Como quem nega vincadamente à idolatria associada às estrelas rock, os Yo La Tengo dos últimos tempos parecem definitivamente decididos em ampliar, tão assumidamente quanto possível, a sua faceta mais humana e passível de cometer os erros comuns. Parece ser esse o principal fundamento da recentemente lançada compilação Yo La Tengo is Murdering the Classics, em que se pode avaliar o trio na reprodução possível de clássicos solicitados ao vivo na rádio, por parte de todos os que se comprometessem a oferecer um donativo para fins de caridade. Sem conhecimento prévio dos temas requeridos e dependentes apenas do conhecimento somado aos três membros, era possível escutar os Yo La Tengo aventurados em versões variavelmente sofríveis, ocasionalmente hilariantes e sempre engenhosas, dos Stooges, Billy Joel e tantos outros nomes mais ou menos sonantes. Mesmo que a ideia tenha o seu quê de grotesco, sobra sempre o ditado para atestar que errar é, afinal, humano. Optar deliberamente por cometer o delito perante vasta audiência – e cometer o atrevimento de documentar isso em disco - equivalerá a destemida tentativa de sofrer uma humilhação gloriosa em praça pública.
Suspeita-se que não dispusesse de volta a dar ao lema Nice guys finish last uma banda proveniente de New Jersey, localidade infamemente célebre por servir de depósito ao entulho proveniente de Nova Iorque. Banda essa que, em pelo menos duas ocasiões, focou a necessidade de um dos seus membros – Ira Kaplan – ser advertido pela falta de coolness que constitui tocar um instrumento que não represente o verdadeiro espírito rock: neste caso, um oboé – que interrompe o falso talk-show, que acompanhava a compilação What’s Up Matador, e que é retirado às mãos do judeu mais simpático de Hoboken no implacável vídeo gravado para o clássico “Sugarcube”. Enquanto instituição que sobreviveu a mais de duas décadas de actividade sem cedências mercenárias, os Yo La Tengo são heróis evidentes para todo o proletariado indie que não verga perante a indústria. A coragem verificada à manutenção de identidade durante um quarto de século será, por isso, suficiente para justificar a afronta do título de I’m not Afraid of You and I Will Beat Your Ass.
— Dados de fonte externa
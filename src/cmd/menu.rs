// otto-rs: Guided git release assistant
//
// SPDX-FileCopyrightText: 2026 Romeo Ahmed
// SPDX-License-Identifier: GPL-3.0-or-later

//! Main menu loop.

use tracing::warn;

use super::{Flow, Session, run_flow};
use crate::cli::release::ReleaseArgs;
use crate::error::{Result, is_aborted};
use crate::prompt::{Choice, choose};
use crate::ui;

fn menu_choices() -> [Choice<Option<Flow>>; 8] {
    [
        Choice::new(Some(Flow::Release), "🚀 Release").hint("Build, Tag, Push"),
        Choice::new(Some(Flow::Build), "🔨 Build").hint("Install & Build"),
        Choice::new(Some(Flow::Branch), "🌿 Branch").hint("Switch, Update, PR"),
        Choice::new(Some(Flow::Stash), "📦 Stash").hint("Save & Pop Changes"),
        Choice::new(Some(Flow::Undo), "⏪ Rollback").hint("Rollback Commits"),
        Choice::new(Some(Flow::Sync), "🔄 Sync").hint("Fetch & Pull latest"),
        Choice::new(Some(Flow::Settings), "⚙️ Settings"),
        Choice::new(None, "🚪 Quit"),
    ]
}

/// Offer flows until the user quits.
///
/// A flow error is shown and the loop continues.
///
/// # Errors
///
/// Returns `OttoError::Aborted` if a prompt is aborted.
pub async fn run_menu(session: &mut Session<'_>) -> Result<()> {
    let choices = menu_choices();
    loop {
        let Some(Some(flow)) = choose(session.prompt, "What's the plan?", &choices).into_result()?
        else {
            ui::outro("👋 Bye!");
            return Ok(());
        };

        if let Err(err) = run_flow(session, flow, &ReleaseArgs::default()).await {
            if is_aborted(&err) {
                return Err(err);
            }
            warn!(?flow, error = %err, "flow failed");
            ui::note("⚠ Unexpected Error", &format!("{err:#}"));
        }
        ui::blank();
    }
}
A vontade prevalente no tal título é a de quem está prestes a cometer uma proeza e procura atrair até si as atenções circundantes: Repara em mim enquanto me lanço em digressão por uma impensável variedade de estilos. Os YLT deste disco vestem – com um desportivismo louvável - o fato largo ao malabarista que arranja sempre modo de incluir mais uma bola no circuito das que alternam entre as mãos e o ar. Não se descobre uma vontade predominante a uma disposição algo anárquica de referências e influências. O disco será frágil, mas voluntariamente frágil (tanto quanto um Wolverine cegamente aventurado em salvar todos os outros X-Men). Será também resultante de instinto - oiça-se o imediatismo rock a "I Should Have Known Better" -, mas consciente disso e bem sucedido na maior parte dos tiros disparados por reacção dos reflexos bem exercitados - esses que se manifestam abrangentemente iluminados pela enciclopédia nostalgia acumulada por Ira, Georgia e James, que, só nunca chegaram a ser um fantasioso Trio Fantástico, porque optaram por viajar sem guarda-costas e, tão regularmente quanto possível, conviverem de perto com os seus admiradores.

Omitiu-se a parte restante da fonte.